The lines from the top of the records below through the one containing "use std::fmt;" are to be transcribed exactly, and nothing else is to be added.

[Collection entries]

*** Block opens ***

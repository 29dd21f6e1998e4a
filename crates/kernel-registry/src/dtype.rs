//! Type catalog.
//!
//! Every data kind the comparison kernels understand, together with the
//! capabilities that decide which kernel variants exist for it.

use std::fmt;

use serde::{Deserialize, Serialize};

/// Data kinds supported by the kernel matrix.
///
/// Declaration order is the order kernels are listed in the matrix.
#[derive(Debug, Clone, Copy, PartialEq, Eq, Hash, PartialOrd, Ord, Serialize, Deserialize)]
pub enum DType {
    /// Boolean
    Bool,
    /// Pointer-sized signed integer (`isize`)
    Int,
    /// 8-bit signed integer
    I8,
    /// 16-bit signed integer
    I16,
    /// 32-bit signed integer
    I32,
    /// 64-bit signed integer
    I64,
    /// Pointer-sized unsigned integer (`usize`)
    Uint,
    /// 8-bit unsigned integer
    U8,
    /// 16-bit unsigned integer
    U16,
    /// 32-bit unsigned integer
    U32,
    /// 64-bit unsigned integer
    U64,
    /// Integer holding an address; ordered, but without arithmetic identity
    Uintptr,
    /// 32-bit IEEE 754 float
    F32,
    /// 64-bit IEEE 754 float
    F64,
    /// Complex number with `f32` parts
    C64,
    /// Complex number with `f64` parts
    C128,
    /// UTF-8 string, ordered by bytes
    Str,
    /// Opaque pointer, compared by address identity only
    UnsafePointer,
}

impl DType {
    /// All kinds, in matrix order.
    pub const ALL: [DType; 18] = [
        DType::Bool,
        DType::Int,
        DType::I8,
        DType::I16,
        DType::I32,
        DType::I64,
        DType::Uint,
        DType::U8,
        DType::U16,
        DType::U32,
        DType::U64,
        DType::Uintptr,
        DType::F32,
        DType::F64,
        DType::C64,
        DType::C128,
        DType::Str,
        DType::UnsafePointer,
    ];

    /// Suffix used in kernel names (`eqDDBoolsI32` → `I32`).
    pub const fn suffix(self) -> &'static str {
        match self {
            DType::Bool => "B",
            DType::Int => "I",
            DType::I8 => "I8",
            DType::I16 => "I16",
            DType::I32 => "I32",
            DType::I64 => "I64",
            DType::Uint => "U",
            DType::U8 => "U8",
            DType::U16 => "U16",
            DType::U32 => "U32",
            DType::U64 => "U64",
            DType::Uintptr => "Uintptr",
            DType::F32 => "F32",
            DType::F64 => "F64",
            DType::C64 => "C64",
            DType::C128 => "C128",
            DType::Str => "Str",
            DType::UnsafePointer => "UnsafePointer",
        }
    }

    /// Resolve a kernel-name suffix back to its kind.
    pub fn from_suffix(suffix: &str) -> Option<DType> {
        DType::ALL.into_iter().find(|dtype| dtype.suffix() == suffix)
    }

    /// Every kind supports `==` and `!=`.
    pub const fn is_equatable(self) -> bool {
        true
    }

    /// Whether `<`, `<=`, `>`, `>=` kernels exist for this kind.
    pub const fn is_orderable(self) -> bool {
        !matches!(
            self,
            DType::Bool | DType::C64 | DType::C128 | DType::UnsafePointer
        )
    }

    /// Whether the kind has a zero and a one, which the same-type indicator
    /// result needs.
    pub const fn has_additive_identity(self) -> bool {
        !matches!(
            self,
            DType::Bool | DType::Uintptr | DType::Str | DType::UnsafePointer
        )
    }
}

impl fmt::Display for DType {
    fn fmt(&self, f: &mut fmt::Formatter<'_>) -> fmt::Result {
        let name = match self {
            DType::Bool => "bool",
            DType::Int => "int",
            DType::I8 => "int8",
            DType::I16 => "int16",
            DType::I32 => "int32",
            DType::I64 => "int64",
            DType::Uint => "uint",
            DType::U8 => "uint8",
            DType::U16 => "uint16",
            DType::U32 => "uint32",
            DType::U64 => "uint64",
            DType::Uintptr => "uintptr",
            DType::F32 => "float32",
            DType::F64 => "float64",
            DType::C64 => "complex64",
            DType::C128 => "complex128",
            DType::Str => "string",
            DType::UnsafePointer => "unsafe.Pointer",
        };
        f.write_str(name)
    }
}

#[cfg(test)]
mod tests {
    use super::*;

    #[test]
    fn test_suffix_round_trip() {
        for dtype in DType::ALL {
            assert_eq!(DType::from_suffix(dtype.suffix()), Some(dtype));
        }
        assert_eq!(DType::from_suffix("Q8"), None);
    }

    #[test]
    fn test_ordering_capability() {
        assert!(DType::I32.is_orderable());
        assert!(DType::Str.is_orderable());
        assert!(DType::Uintptr.is_orderable());
        assert!(!DType::Bool.is_orderable());
        assert!(!DType::C64.is_orderable());
        assert!(!DType::C128.is_orderable());
        assert!(!DType::UnsafePointer.is_orderable());
    }

    #[test]
    fn test_additive_identity_capability() {
        let without: Vec<_> = DType::ALL
            .into_iter()
            .filter(|d| !d.has_additive_identity())
            .collect();
        assert_eq!(
            without,
            vec![DType::Bool, DType::Uintptr, DType::Str, DType::UnsafePointer]
        );
    }

    #[test]
    fn test_display() {
        assert_eq!(DType::C128.to_string(), "complex128");
        assert_eq!(DType::Uint.to_string(), "uint");
    }
}
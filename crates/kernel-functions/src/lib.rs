//! Comparison Kernels
//!
//! Element-wise `==`, `!=`, `>`, `>=`, `<`, `<=` over every supported element
//! kind, in two shapes (array-array, array-scalar) and two result kinds
//! (boolean mask, same-type 0/1 indicator).
//!
//! The typed API in [`compare`] is generic over [`Element`]; trait bounds keep
//! unsupported combinations from compiling. [`evaluate`] and [`KernelMatrix`]
//! expose the same kernels over dynamic [`Column`] values. Each operator
//! registers itself in [`cmpkit_registry::KERNELS`].

pub mod compare;
mod dispatch;
pub mod element;
pub mod matrix;

pub use cmpkit_registry::{
    CmpOp, Column, DType, KernelError, KernelVariant, Operand, ResultKind, Scalar, Shape,
};
pub use dispatch::evaluate;
pub use element::{Element, Indicator, Orderable};
pub use matrix::KernelMatrix;
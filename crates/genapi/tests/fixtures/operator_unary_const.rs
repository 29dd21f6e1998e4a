//! Unary element-wise opcodes.

/// Unary operator kinds, in API order.
#[derive(Debug, Clone, Copy, PartialEq, Eq, Hash)]
#[repr(u8)]
pub enum UnaryOperatorType {
    AbsOpType,
    SignOpType,
    CeilOpType,
    FloorOpType,

    SinOpType,
    CosOpType,
    ExpOpType,
    LnOpType,
    Log2OpType,
    NegOpType,
    SquareOpType,
    SqrtOpType,
    InverseOpType,
    InverseSqrtOpType,
    CubeOpType,
    TanhOpType,
    SigmoidOpType,

    Log1pOpType,
    Expm1OpType,
    SoftplusOpType,

    MaxUnaryOperator,
}

impl UnaryOperatorType {
    pub fn is_differentiable(self) -> bool {
        !matches!(self, Self::SignOpType | Self::CeilOpType | Self::FloorOpType)
    }
}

*** Block closes ***

TASK OUTPUT —
repository 29dd21f6e1998e4a
filename crates/kernel-registry/src/dtype.rs
//! Type catalog.
//!
//! Every data kind the comparison kernels understand, together with the
//! capabilities that decide which kernel variants exist for it.

use std::fmt;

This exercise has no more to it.